For the identification of population typical SNPs a procedure was implemented based on SNP and indel calling with the Genome Analysis Toolkit (GATK version 3.1) [64], VCFtools (version 0.1.12b) [65] and a custom R script based on Bioconductor packages ( (Release (3.2)). The parameters for the first filtering procedure with GATK were set as follows: Emission confidence threshold > 10, Calling confidence threshold >50, read-depth > 500. A calculation of level of similarity between all 41 samples based on SNP profiles was computed with VCFtools, and processed with R based procedures into a similarity matrix. Finally, this matrix was visualized with heatmap.2() function from the gplots R package. Principal component analysis (PCA) following pruning of SNPs with high linkage disequilibrium was run using the Bioconductor package SNPRelate [26]. For the creation of unique SE or NE SNP profiles, only SNPs that were identified in >4 or >7 of the SE or NE clones and strains, respectively, were taken for final analysis. This protocol created a consensus SNP profile for each parasite population, as repetition of SNPs in more than 1/3 of the strains and clones for each population supported the accuracy of SNP calling and served as an additional quality control step. As a final step, unique SNP profiles were detected with VCFtool for each population. Unique SNPs present in coding regions that affect protein translation, namely non-synonymous or nonsense mutation(s) that change the amino acid or cause a stop codon were identified by a self-implemented R procedure based on Bioconductor packages. The mean absolute number of SNPs was compared between the SE and NE parasite populations, as well as to the Indian reference strain. Mean absolute SNPs for an individual patient isolate was calculated by averaging the SNPs from all clones of the respective strain. Variation in the number of SNPs between clones of an individual isolate was small, and % standard error varied from = 0.34–6.0 x 10−3, except for GR364sk (% s.e. = 0.064) when the atypical clone GR364sk/cl.II was included. In the absence of the atypical clone the % s.e. = 0.001.

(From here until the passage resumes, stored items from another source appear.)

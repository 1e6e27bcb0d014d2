//! Wire types exchanged between the server and its clients.

use chrono::{DateTime, Utc};
use serde::{Deserialize, Serialize};

use crate::record::Record;

/// Response to a successful upload.
#[derive(Debug, Clone, PartialEq, Eq, Serialize, Deserialize)]
#[cfg_attr(feature = "openapi", derive(utoipa::ToSchema))]
pub struct SendResponse {
    /// The public identifier of the stored file.
    pub name: String,
    /// Token required to delete the file.
    pub delete_key: String,
    /// When the file expires, or `null` if it never does.
    pub expiration_time: Option<DateTime<Utc>>,
}

/// One entry of the recently-uploaded listing.
#[derive(Debug, Clone, PartialEq, Eq, Serialize, Deserialize)]
#[cfg_attr(feature = "openapi", derive(utoipa::ToSchema))]
pub struct RecentEntry {
    pub name: String,
    pub original: String,
    pub delete_key: String,
    pub creation_time: DateTime<Utc>,
}

impl From<&Record> for RecentEntry {
    fn from(record: &Record) -> Self {
        Self {
            name: record.id.clone(),
            original: record.original.clone(),
            delete_key: record.delete_token.clone(),
            creation_time: record.created_at,
        }
    }
}

/// One tag-search hit.
#[derive(Debug, Clone, PartialEq, Eq, Serialize, Deserialize)]
#[cfg_attr(feature = "openapi", derive(utoipa::ToSchema))]
pub struct SearchEntry {
    pub filename: String,
    pub original: String,
    pub delete_key: String,
    pub creation_time: DateTime<Utc>,
    pub expiration_time: Option<DateTime<Utc>>,
    pub tags: Vec<String>,
}

impl From<&Record> for SearchEntry {
    fn from(record: &Record) -> Self {
        Self {
            filename: record.id.clone(),
            original: record.original.clone(),
            delete_key: record.delete_token.clone(),
            creation_time: record.created_at,
            expiration_time: record.expires_at,
            tags: record.tags.clone(),
        }
    }
}

/// Response body for a tag search.
#[derive(Debug, Clone, Default, PartialEq, Eq, Serialize, Deserialize)]
#[cfg_attr(feature = "openapi", derive(utoipa::ToSchema))]
pub struct SearchTagsResponse {
    pub results: Vec<SearchEntry>,
}

/// Result of a credentials check.
#[derive(Debug, Clone, PartialEq, Eq, Serialize, Deserialize)]
#[cfg_attr(feature = "openapi", derive(utoipa::ToSchema))]
pub struct AuthStatus {
    /// `"ok"` or `"invalid_credentials"`.
    pub auth_status: String,
}

impl AuthStatus {
    pub fn ok() -> Self {
        Self {
            auth_status: "ok".into(),
        }
    }

    pub fn invalid_credentials() -> Self {
        Self {
            auth_status: "invalid_credentials".into(),
        }
    }

    pub fn is_ok(&self) -> bool {
        self.auth_status == "ok"
    }
}
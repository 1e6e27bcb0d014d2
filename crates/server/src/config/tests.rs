use super::*;

#[test]
fn empty_document_uses_defaults() {
    let config = UpdConfig::from_toml("").unwrap();
    assert_eq!(config.server.host, "127.0.0.1");
    assert_eq!(config.server.port, 9000);
    assert!(config.server.secret_key.is_empty());
    assert_eq!(config.storage.backend, "fs");
    assert_eq!(config.storage.fs.output_dir, "files");
    assert_eq!(config.records.backend, "sqlite");
    assert_eq!(config.records.path, "upd.db");
    assert!(config.background.enabled);
    assert_eq!(config.background.sweep_interval_seconds, 60);
    assert!(!config.telemetry.enabled);
    assert!(!config.tls.enabled);
}

#[test]
fn full_document() {
    let config = UpdConfig::from_toml(
        r#"
        [server]
        host = "0.0.0.0"
        port = 8443
        route = "upd/"
        secret_key = "hunter2"
        max_upload_bytes = 1024

        [storage]
        backend = "s3"

        [storage.s3]
        region = "eu-west-1"
        bucket = "files"
        access_key = "AKIA"
        access_secret = "shh"
        endpoint_url = "http://localhost:9000"
        prefix = "upd"

        [records]
        backend = "memory"

        [background]
        sweep_interval_seconds = 5

        [tls]
        enabled = true
        cert_path = "/etc/upd/cert.pem"
        key_path = "/etc/upd/key.pem"
        min_version = "1.3"
        "#,
    )
    .unwrap();

    assert_eq!(config.server.port, 8443);
    assert_eq!(config.server.route_prefix(), "/upd");
    assert_eq!(config.server.max_upload_bytes, 1024);
    assert_eq!(config.storage.s3.bucket, "files");
    assert_eq!(config.storage.s3.prefix.as_deref(), Some("upd"));
    assert_eq!(config.records.backend, "memory");
    assert_eq!(config.background.sweep_interval_seconds, 5);
    assert_eq!(config.tls.min_version, "1.3");
}

#[test]
fn route_prefix_is_normalized() {
    let mut server = ServerConfig::default();
    assert_eq!(server.route_prefix(), "");
    server.route = "/".into();
    assert_eq!(server.route_prefix(), "");
    server.route = "/files".into();
    assert_eq!(server.route_prefix(), "/files");
    server.route = "a/b/".into();
    assert_eq!(server.route_prefix(), "/a/b");
}

#[test]
fn secrets_are_redacted_from_debug() {
    let config = UpdConfig::from_toml(
        r#"
        [server]
        secret_key = "hunter2"

        [storage]
        backend = "s3"

        [storage.s3]
        bucket = "b"
        access_key = "AKIA"
        access_secret = "very-secret"
        "#,
    )
    .unwrap();
    let rendered = format!("{config:?}");
    assert!(!rendered.contains("hunter2"));
    assert!(!rendered.contains("very-secret"));
    assert!(rendered.contains("[REDACTED]"));
}

#[test]
fn unknown_backends_are_rejected() {
    let err = UpdConfig::from_toml("[storage]\nbackend = \"ftp\"").unwrap_err();
    assert!(err.to_string().contains("ftp"));

    let err = UpdConfig::from_toml("[records]\nbackend = \"json\"").unwrap_err();
    assert!(err.to_string().contains("json"));
}

#[test]
fn s3_requires_bucket() {
    assert!(UpdConfig::from_toml("[storage]\nbackend = \"s3\"").is_err());
}

#[test]
fn half_configured_credentials_are_rejected() {
    let err = UpdConfig::from_toml(
        "[storage]\nbackend = \"s3\"\n[storage.s3]\nbucket = \"b\"\naccess_key = \"k\"",
    )
    .unwrap_err();
    assert!(err.to_string().contains("access_secret"));
}

#[test]
fn tls_requires_key_material() {
    assert!(UpdConfig::from_toml("[tls]\nenabled = true").is_err());
}

#[test]
fn zero_sweep_interval_is_rejected() {
    assert!(UpdConfig::from_toml("[background]\nsweep_interval_seconds = 0").is_err());
    assert!(
        UpdConfig::from_toml("[background]\nenabled = false\nsweep_interval_seconds = 0").is_ok()
    );
}

#[test]
fn missing_file_means_defaults() {
    let dir = tempfile::tempdir().unwrap();
    let (config, existed) = UpdConfig::load(&dir.path().join("upd.toml")).unwrap();
    assert!(!existed);
    assert_eq!(config.storage.backend, "fs");
}

#[test]
fn load_reads_existing_file() {
    let dir = tempfile::tempdir().unwrap();
    let path = dir.path().join("upd.toml");
    std::fs::write(&path, "[server]\nport = 1234\n").unwrap();
    let (config, existed) = UpdConfig::load(&path).unwrap();
    assert!(existed);
    assert_eq!(config.server.port, 1234);
}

Prediction of gene copy number variation

The detection of copy number variations (CNV) and aberrations was done using the R- bioconductor [66] ( package cn.mops (version 1.16.1) (Copy Number estimation by a Mixture Of PoissonS). cn.mops detected copy number variation as the normalized read depth variation at a certain genomic position over all 41 strains and clones. For that cn.mops calculated the read count matrices across all BAM files. For this analysis, the genomic window length was set to 5 Kbp and used as a sliding window for the prediction of genomic CNV. Therefore, a genomic position of certain strain or clone is considered as one with "CNV" if it shows a significant change in normalized read depth (> or < two i.e., diploidy) in a window length of 5 Kbp compared to other strains or clones at the same given genomic position. Further analysis genomic CNV that is localized in coding regions was carried out.

Drug sensitivity

Parasites 2 x 106 / ml were added in triplicate to 96-well plates and incubated with serial dilutions of 0.5 mg/ml MTX (Sigma catalog number M8407) and in non-drug treated medium in final volume of 200 μl for 66 hours at 26°C. AlamarBlue (25 μl/well; AbD Serotec) was added and the viability was measured after four hours (λex = 544; λem = 590; Fluroscan Ascent FL, Thermo) [67]. The percentage of killing was calculated as the fraction of fluorescence level of MTX treated wells compared to the non-drug treated wells.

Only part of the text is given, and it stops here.